[Source information Boundary: Start]

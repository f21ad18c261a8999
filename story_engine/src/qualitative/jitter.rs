//! Cycle-seeded randomness.
//!
//! Every draw gets its own generator seeded from `(engine seed, node, key, cycle)`,
//! so parallel evaluation never shares generator state and a replay of the same
//! cycle reproduces every value.

use rand::{Rng, SeedableRng};
use rand_chacha::ChaCha8Rng;

/// Derive a deterministic seed for one draw.
pub fn derive_seed(seed: u64, node: &str, key: &str, cycle: u64) -> u64 {
    let mut h = seed;
    h = h.wrapping_add(cycle.wrapping_mul(0x9e3779b97f4a7c15));
    for b in node.bytes() {
        h = h.wrapping_add(b as u64);
        h = h.wrapping_mul(0x94d049bb133111eb);
    }
    // Separator so ("ab", "c") and ("a", "bc") differ.
    h ^= 0xff;
    h = h.wrapping_mul(0xbf58476d1ce4e5b9);
    for b in key.bytes() {
        h = h.wrapping_add(b as u64);
        h = h.wrapping_mul(0x94d049bb133111eb);
    }
    h ^ (h >> 31)
}

/// Generator for one draw.
pub fn cycle_rng(seed: u64, node: &str, key: &str, cycle: u64) -> ChaCha8Rng {
    ChaCha8Rng::seed_from_u64(derive_seed(seed, node, key, cycle))
}

/// Uniform offset in `[-amplitude, amplitude]`.
pub fn sample_offset(rng: &mut impl Rng, amplitude: f64) -> f64 {
    if amplitude <= 0.0 || !amplitude.is_finite() {
        return 0.0;
    }
    rng.gen_range(-amplitude..=amplitude)
}

#[cfg(test)]
mod tests {
    use super::*;

    #[test]
    fn test_seed_is_stable() {
        assert_eq!(
            derive_seed(7, "mia", "core.trust:wary", 3),
            derive_seed(7, "mia", "core.trust:wary", 3)
        );
    }

    #[test]
    fn test_seed_varies_with_inputs() {
        let base = derive_seed(7, "mia", "core.trust:wary", 3);
        assert_ne!(base, derive_seed(8, "mia", "core.trust:wary", 3));
        assert_ne!(base, derive_seed(7, "sam", "core.trust:wary", 3));
        assert_ne!(base, derive_seed(7, "mia", "core.trust:open", 3));
        assert_ne!(base, derive_seed(7, "mia", "core.trust:wary", 4));
        assert_ne!(derive_seed(0, "ab", "c", 0), derive_seed(0, "a", "bc", 0));
    }

    #[test]
    fn test_offset_bounded() {
        let mut rng = cycle_rng(1, "n", "k", 0);
        for _ in 0..200 {
            let offset = sample_offset(&mut rng, 2.5);
            assert!((-2.5..=2.5).contains(&offset));
        }
        assert_eq!(sample_offset(&mut rng, 0.0), 0.0);
    }
}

[Source information Boundary: End]

> [What is needed]: Give back the data above word for word.

> [Solution to this exercise]:
repository f21ad18c261a8999
filename story_engine/src/qualitative/jitter.rs
//! Cycle-seeded randomness.
//!
//! Every draw gets its own generator seeded from `(engine seed, node, key, cycle)`,
//! so parallel evaluation never shares generator state and a replay of the same
//! cycle reproduces every value.

use rand::{Rng, SeedableRng};
use rand_chacha::ChaCha8Rng;

/// Derive a deterministic seed for one draw.
pub fn derive_seed(seed: u64, node: &str, key: &str, cycle: u64) -> u64 {
    let mut h = seed;
    h = h.wrapping_add(cycle.wrapping_mul(0x9e3779b97f4a7c15));
    for b in node.bytes() {
        h = h.wrapping_add(b as u64);
        h = h.wrapping_mul(0x94d049bb133111eb);
    }
    // Separator so ("ab", "c") and ("a", "bc") differ.
    h ^= 0xff;
    h = h.wrapping_mul(0xbf58476d1ce4e5b9);
    for b in key.bytes() {
        h = h.wrapping_add(b as u64);
        h = h.wrapping_mul(0x94d049bb133111eb);
    }
    h ^ (h >> 31)
}

/// Generator for one draw.
pub fn cycle_rng(seed: u64, node: &str, key: &str, cycle: u64) -> ChaCha8Rng {
    ChaCha8Rng::seed_from_u64(derive_seed(seed, node, key, cycle))
}

/// Uniform offset in `[-amplitude, amplitude]`.
pub fn sample_offset(rng: &mut impl Rng, amplitude: f64) -> f64 {
    if amplitude <= 0.0 || !amplitude.is_finite() {
        return 0.0;
    }
    rng.gen_range(-amplitude..=amplitude)
}

#[cfg(test)]
mod tests {
    use super::*;

    #[test]
    fn test_seed_is_stable() {
        assert_eq!(
            derive_seed(7, "mia", "core.trust:wary", 3),
            derive_seed(7, "mia", "core.trust:wary", 3)
        );
    }

    #[test]
    fn test_seed_varies_with_inputs() {
        let base = derive_seed(7, "mia", "core.trust:wary", 3);
        assert_ne!(base, derive_seed(8, "mia", "core.trust:wary", 3));
        assert_ne!(base, derive_seed(7, "sam", "core.trust:wary", 3));
        assert_ne!(base, derive_seed(7, "mia", "core.trust:open", 3));
        assert_ne!(base, derive_seed(7, "mia", "core.trust:wary", 4));
        assert_ne!(derive_seed(0, "ab", "c", 0), derive_seed(0, "a", "bc", 0));
    }

    #[test]
    fn test_offset_bounded() {
        let mut rng = cycle_rng(1, "n", "k", 0);
        for _ in 0..200 {
            let offset = sample_offset(&mut rng, 2.5);
            assert!((-2.5..=2.5).contains(&offset));
        }
        assert_eq!(sample_offset(&mut rng, 0.0), 0.0);
    }
}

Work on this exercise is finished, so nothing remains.